We have to know that numbers like this are never totally reliable — but that’s true of military costs as well. George W. Bush’s administration in 2003 put the cost of the Iraq war at $40 billion; it ended up costing perhaps $3 trillion.
Moreover, my figures are based on only the initial costs of the Iran war. And even the estimate of $1 trillion for the full cost doesn’t include the bills for more expensive gasoline we’re now paying and for pricier fertilizer and food that are likely soon.
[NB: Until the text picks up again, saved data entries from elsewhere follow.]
//! Build a full membrane system as one composite task.
//!
//! The heavy lifting lives in [`crate::engine::membrane`]; this layer parses
//! and validates parameters, spawns the relaxation sub-pipelines through the
//! controller's child spawner, and folds the finished quilt back into a
//! state handle. The membrane system replaces whatever structure the input
//! state carried; embedding a protein into the bilayer is a later
//! build-topology step against the packaged membrane.

use crate::core::composition::LeafletComposition;
use crate::core::state::StateHandle;
use crate::engine::controller::ChildSpawner;
use crate::engine::error::EngineError;
use crate::engine::external::dynamics::MdStage;
use crate::engine::membrane::{self, BilayerSpec};
use crate::engine::tasks::TaskIo;
use serde::{Deserialize, Serialize};
use std::collections::BTreeMap;
use std::path::PathBuf;

#[derive(Debug, Clone, PartialEq, Serialize, Deserialize)]
#[serde(deny_unknown_fields)]
pub struct MembraneParams {
    pub upper: LeafletComposition,
    pub lower: LeafletComposition,
    #[serde(default = "default_lipids_per_leaflet")]
    pub lipids_per_leaflet: usize,
    /// Target surface area per lipid for the initial packing, in square
    /// Angstroms.
    #[serde(default = "default_area_per_lipid")]
    pub area_per_lipid: f64,
    /// Bilayer thickness in Angstroms.
    #[serde(default = "default_thickness")]
    pub thickness: f64,
    /// Packing template file per lipid species name.
    pub templates: BTreeMap<String, PathBuf>,
    /// Lateral replication factors toward the full-size quilt.
    #[serde(default = "default_replicate")]
    pub replicate: (usize, usize),
    #[serde(default = "default_seed")]
    pub seed: u64,
    #[serde(default = "default_patch_protocol")]
    pub patch_protocol: Vec<MdStage>,
    #[serde(default = "default_quilt_protocol")]
    pub quilt_protocol: Vec<MdStage>,
}

fn default_lipids_per_leaflet() -> usize {
    64
}

fn default_area_per_lipid() -> f64 {
    65.0
}

fn default_thickness() -> f64 {
    40.0
}

fn default_replicate() -> (usize, usize) {
    (1, 1)
}

fn default_seed() -> u64 {
    1
}

fn default_patch_protocol() -> Vec<MdStage> {
    vec![
        MdStage::minimize(1000),
        MdStage::nvt(2000, 310.0),
        MdStage::npt(5000, 310.0, 1.01325),
    ]
}

fn default_quilt_protocol() -> Vec<MdStage> {
    vec![MdStage::minimize(1000), MdStage::npt(5000, 310.0, 1.01325)]
}

pub(crate) fn preflight(params: &MembraneParams, task_index: usize) -> Result<(), EngineError> {
    for composition in [&params.upper, &params.lower] {
        composition
            .validate()
            .map_err(|source| EngineError::Composition { task_index, source })?;
        for lipid in &composition.lipids {
            if !params.templates.contains_key(&lipid.name) {
                return Err(EngineError::Config {
                    task_index,
                    message: format!("no packing template declared for lipid '{}'", lipid.name),
                });
            }
        }
    }
    if params.lipids_per_leaflet == 0 {
        return Err(EngineError::Config {
            task_index,
            message: "lipids_per_leaflet must be non-zero".into(),
        });
    }
    if params.replicate.0 == 0 || params.replicate.1 == 0 {
        return Err(EngineError::Config {
            task_index,
            message: "replication factors must be at least 1".into(),
        });
    }
    Ok(())
}

// The incoming state is deliberately unused: the membrane system replaces
// whatever structure the pipeline carried.
pub fn run(
    params: &MembraneParams,
    _input: &StateHandle,
    io: &mut TaskIo,
    spawner: &mut ChildSpawner,
) -> Result<StateHandle, EngineError> {
    preflight(params, io.task_index)?;
    for (name, template) in &params.templates {
        if !template.exists() {
            return Err(io.config_error(format!(
                "packing template for '{name}' does not exist: '{}'",
                template.display()
            )));
        }
    }

    let spec = BilayerSpec {
        upper: &params.upper,
        lower: &params.lower,
        lipids_per_leaflet: params.lipids_per_leaflet,
        area_per_lipid: params.area_per_lipid,
        thickness: params.thickness,
        templates: &params.templates,
        replicate: params.replicate,
        seed: params.seed,
        patch_protocol: &params.patch_protocol,
        quilt_protocol: &params.quilt_protocol,
    };
    let symmetric = spec.is_symmetric();
    let mut state = membrane::build(&spec, io, spawner)?;
    state.chain_map = membrane::bilayer::membrane_chain_map(symmetric)?;
    Ok(state)
}

#[cfg(test)]
mod tests {
    use super::*;
    use crate::core::composition::LipidSpecies;
    use crate::engine::tasks::tests_support::TestHarness;

    fn species(name: &str, fraction: f64) -> LipidSpecies {
        LipidSpecies {
            name: name.to_string(),
            mole_fraction: fraction,
            conformer: 0,
        }
    }

    fn params(harness: &TestHarness, upper: Vec<LipidSpecies>, lower: Vec<LipidSpecies>) -> MembraneParams {
        let mut templates = BTreeMap::new();
        for comp in [&upper, &lower] {
            for lipid in comp {
                templates
                    .entry(lipid.name.clone())
                    .or_insert_with(|| harness.write_pdb(&format!("{}.pdb", lipid.name), 4, &['L']));
            }
        }
        MembraneParams {
            upper: LeafletComposition::new(upper),
            lower: LeafletComposition::new(lower),
            lipids_per_leaflet: 64,
            area_per_lipid: 65.0,
            thickness: 40.0,
            templates,
            replicate: (2, 2),
            seed: 7,
            patch_protocol: vec![MdStage::npt(1000, 310.0, 1.01325)],
            quilt_protocol: vec![MdStage::minimize(500)],
        }
    }

    fn run_with_spawner(
        harness: &TestHarness,
        params: &MembraneParams,
    ) -> Result<StateHandle, EngineError> {
        harness.with_io("membrane", 0, |io| {
            let parent = crate::core::naming::ControllerId::root();
            let mut next_child = 0usize;
            let mut spawner = ChildSpawner::new(&parent, &mut next_child);
            run(params, &StateHandle::seed(), io, &mut spawner)
        })
    }

    #[test]
    fn symmetric_composition_takes_the_single_patch_path() {
        let harness = TestHarness::new();
        let params = params(
            &harness,
            vec![species("POPC", 1.0)],
            vec![species("POPC", 1.0)],
        );
        let state = run_with_spawner(&harness, &params).unwrap();
        assert!(state.has_structure());
        assert!(state.boxfile.is_some());
        assert!(state.chain_map.values().any(|seg| seg == "MEMB"));
        // Pack, connectivity, one patch relax stage, replicate, one quilt
        // relax stage.
        assert_eq!(harness.launcher.launches(), 5);
    }

    #[test]
    fn asymmetric_composition_builds_two_patches_and_merges() {
        let harness = TestHarness::new();
        let params = params(
            &harness,
            vec![species("POPC", 0.75), species("CHL1", 0.25)],
            vec![species("POPE", 1.0)],
        );
        let state = run_with_spawner(&harness, &params).unwrap();
        assert!(state.has_structure());
        assert!(state.chain_map.values().any(|seg| seg == "MEMU"));
        assert!(state.chain_map.values().any(|seg| seg == "MEML"));
        // Two patches (pack + connectivity + relax each), merge, replicate,
        // quilt relax. Both patches equilibrate at the same area here, so no
        // trim stage runs.
        assert_eq!(harness.launcher.launches(), 9);

        let merge =
            std::fs::read_to_string(harness.workdir().join("00-00-04_membrane.in")).unwrap();
        assert!(merge.contains("leaflet upper"));
        assert!(merge.contains("leaflet lower"));
    }

    #[test]
    fn replicated_quilt_cell_scales_laterally() {
        let harness = TestHarness::new();
        let params = params(
            &harness,
            vec![species("POPC", 1.0)],
            vec![species("POPC", 1.0)],
        );
        let state = run_with_spawner(&harness, &params).unwrap();
        let cell = crate::core::boxfile::BoxVectors::read(&state.boxfile.unwrap()).unwrap();
        // Relaxation carries the packed cell through, so 2x2 replication
        // doubles each lateral vector of the equilibrated patch, and the
        // quilt relaxation preserves the doubled cell.
        let patch_side = (64.0f64 * 65.0).sqrt();
        assert!((cell.a[0] - 2.0 * patch_side).abs() < 1e-6);
        assert!((cell.b[1] - 2.0 * patch_side).abs() < 1e-6);
    }

    #[test]
    fn excess_is_trimmed_from_the_larger_area_leaflet() {
        let harness = TestHarness::new();
        let mut params = params(
            &harness,
            vec![species("POPC", 1.0)],
            vec![species("POPE", 1.0)],
        );
        params.replicate = (1, 1);
        // Launches: pack/connectivity/relax per patch, then merge, trim,
        // quilt relax. Patch U equilibrates to a 40 A side (area 1600) and
        // patch L to 44 A (area 1936), a 21% larger area.
        harness.launcher.box_side_for.borrow_mut().insert(2, 40.0);
        harness.launcher.box_side_for.borrow_mut().insert(5, 44.0);
        let state = run_with_spawner(&harness, &params).unwrap();
        assert_eq!(harness.launcher.launches(), 9);

        // 64 * (1936/1600 - 1) = 13.44 -> 13 lipids leave the lower leaflet,
        // the one contributed by the larger-area patch.
        let trim =
            std::fs::read_to_string(harness.workdir().join("00-00-05_membrane.in")).unwrap();
        let deletions: Vec<&str> = trim
            .lines()
            .filter(|line| line.starts_with("delres MEML"))
            .collect();
        assert_eq!(deletions.len(), 13);
        assert!(!trim.contains("delres MEMU"));

        // The merged system keeps the larger measured area through the trim
        // and the final relaxation.
        let cell = crate::core::boxfile::BoxVectors::read(&state.boxfile.unwrap()).unwrap();
        assert!((cell.a[0] - 44.0).abs() < 1e-6);
    }

    #[test]
    fn bad_composition_never_reaches_an_engine() {
        let harness = TestHarness::new();
        let mut params = params(
            &harness,
            vec![species("POPC", 1.0)],
            vec![species("POPC", 1.0)],
        );
        params.upper = LeafletComposition::new(vec![species("POPC", 0.8)]);
        let err = run_with_spawner(&harness, &params).unwrap_err();
        assert!(matches!(err, EngineError::Composition { .. }));
        assert_eq!(harness.launcher.launches(), 0);
    }

    #[test]
    fn missing_template_is_a_config_error() {
        let harness = TestHarness::new();
        let mut params = params(
            &harness,
            vec![species("POPC", 1.0)],
            vec![species("POPC", 1.0)],
        );
        params.templates.clear();
        let err = preflight(&params, 3).unwrap_err();
        assert!(matches!(err, EngineError::Config { task_index: 3, .. }));
    }
}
If we reallocated this war spending to needs at home and abroad, Americans would have access to school from pre-K to college and would have health insurance, and large numbers of children worldwide would not starve to death — and we would still have billions of dollars left over.
We can cough up the cash when there’s political will, such as to drop bombs halfway around the world. But where is the political will to get people health care or education, to build rather than to destroy?
I’ve chosen my 2026 win-a-trip winner, Brunella Tipismana Urbano, and she’ll join me on a reporting trip this year (possibly to Bangladesh). Tipismana Urbano has had a remarkable journey already: She grew up in Peru, taught herself English and will graduate this year from Yale with almost perfect grades while working as a student journalist, writing for Bloomberg and penning a novel. The runners-up are Kaja Andrić of New York University, Michal Ruprecht of the Wayne State University School of Medicine and Jessica Sachs of the University of Colorado, Boulder. Congratulations to all.